Work is continuing on the next phase of the project, where more exciting things are planned.

XommentReed Cartwright introduced his Xomment plugin to the MTOS-dev community. In Reed’s words

I’ve been working on ajaxifying the comments on my blogs to reduce bandwidth, rebuild times, and improve user experiences. I’m working on releasing what I’ve come up with as a plugin.

A demo is available and is most impressive indeed!

OpenSearch Enabled Documentation: Su, an active member of the community, has added an OpenSearch definition for the MTOS Documentation. Supported browsers include Firefox and IE7.

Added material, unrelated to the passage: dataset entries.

//! Bounded-retry transport acquisition
//!
//! Opening the actuator link is the one place a hard failure is allowed to
//! stop the process. The controller may still be booting when the host
//! starts, so opening is retried a fixed number of times with a fixed
//! backoff before giving up.
//!
//! The sleep is injected so the retry loop stays testable and does not
//! depend on a particular clock.

use core::fmt;
use core::time::Duration;

/// Default number of open attempts
pub const DEFAULT_ATTEMPTS: u8 = 20;

/// Default pause between attempts
pub const DEFAULT_BACKOFF: Duration = Duration::from_millis(200);

/// Retry schedule for acquisition
#[derive(Debug, Clone, Copy, PartialEq, Eq)]
#[cfg_attr(feature = "defmt", derive(defmt::Format))]
pub struct RetryPolicy {
    /// Total attempts, including the first (values below 1 act as 1)
    pub attempts: u8,
    /// Pause between consecutive attempts
    pub backoff: Duration,
}

impl Default for RetryPolicy {
    fn default() -> Self {
        Self {
            attempts: DEFAULT_ATTEMPTS,
            backoff: DEFAULT_BACKOFF,
        }
    }
}

impl RetryPolicy {
    /// Create a retry policy
    pub const fn new(attempts: u8, backoff: Duration) -> Self {
        Self { attempts, backoff }
    }
}

/// Acquisition gave up after exhausting its attempts
#[derive(Debug, Clone, PartialEq, Eq)]
pub struct AcquireError<E> {
    /// Attempts made
    pub attempts: u8,
    /// Error from the final attempt
    pub last_error: E,
}

impl<E: fmt::Display> fmt::Display for AcquireError<E> {
    fn fmt(&self, f: &mut fmt::Formatter<'_>) -> fmt::Result {
        write!(
            f,
            "transport unavailable after {} attempt(s): {}",
            self.attempts, self.last_error
        )
    }
}

/// Open a transport, retrying per `policy`
///
/// `open` receives the 1-based attempt number. `sleep` is called with the
/// backoff between failed attempts, never after the last one.
pub fn acquire<T, E, O, S>(policy: &RetryPolicy, mut open: O, mut sleep: S) -> Result<T, AcquireError<E>>
where
    O: FnMut(u8) -> Result<T, E>,
    S: FnMut(Duration),
{
    let attempts = policy.attempts.max(1);
    let mut attempt = 1;

    loop {
        match open(attempt) {
            Ok(transport) => return Ok(transport),
            Err(e) if attempt >= attempts => {
                return Err(AcquireError {
                    attempts: attempt,
                    last_error: e,
                });
            }
            Err(_) => {
                sleep(policy.backoff);
                attempt += 1;
            }
        }
    }
}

Beta 3: While a changelog is not yet available, beta 3 of MT 4.15 was released late last week with a ton of bugs fixed as well as improvements made to the template listing, taken from discussion on the MTOS-dev list. In particular, filtering of the template listing is done on-the-fly, no longer requiring a page reload! Beta 3 also feels faster than previous betas and significantly faster than MTOS 4.1.

As you can see, this is an incredibly exciting time for everyone in the MTOS community!

View Comments (4)
  • I’m going to be posting my take on this later on, but regarding your question about the threat of competition some MT-focused consulting firms and developers might feel, I want to say very clearly that it’s simply not the case and I for one am ecstatic over the move.

    In fact, external developers, designers and consulting firms who make up the MT Professional community will be part of the engine that powers 6A services. In essence, Six Apart is using its natural position at the crossroads of the software, the customers and the consultants to erase the friction that **currently** exists. Six Apart services does as much to make *us* successful as it does to make MT and MT customers successful. This is in fact a win-win-win situation.

    Game changing indeed and we’re on the winning side. My congratulations Six Apart! This is fantastic news across the board!

  • Wonderful news Anil!

    Congratulations for acquiring Apperceptive! I am pretty sure that this will bring it an excellent set of skills and features for upcoming MT(OS) versions

    As a company proving ‘Movable Type Consultancy Services’ we’re not afraid of competition, but rather delighted to hear that one of us has been acquired by Six Apart. This could only motivate us to move forward and do an even better job

    Congratulations for the other projects you’re working on ;)

  • Regarding OpenSearch support, it looks like Camino 1.6, which was just announced a few days ago, should also support.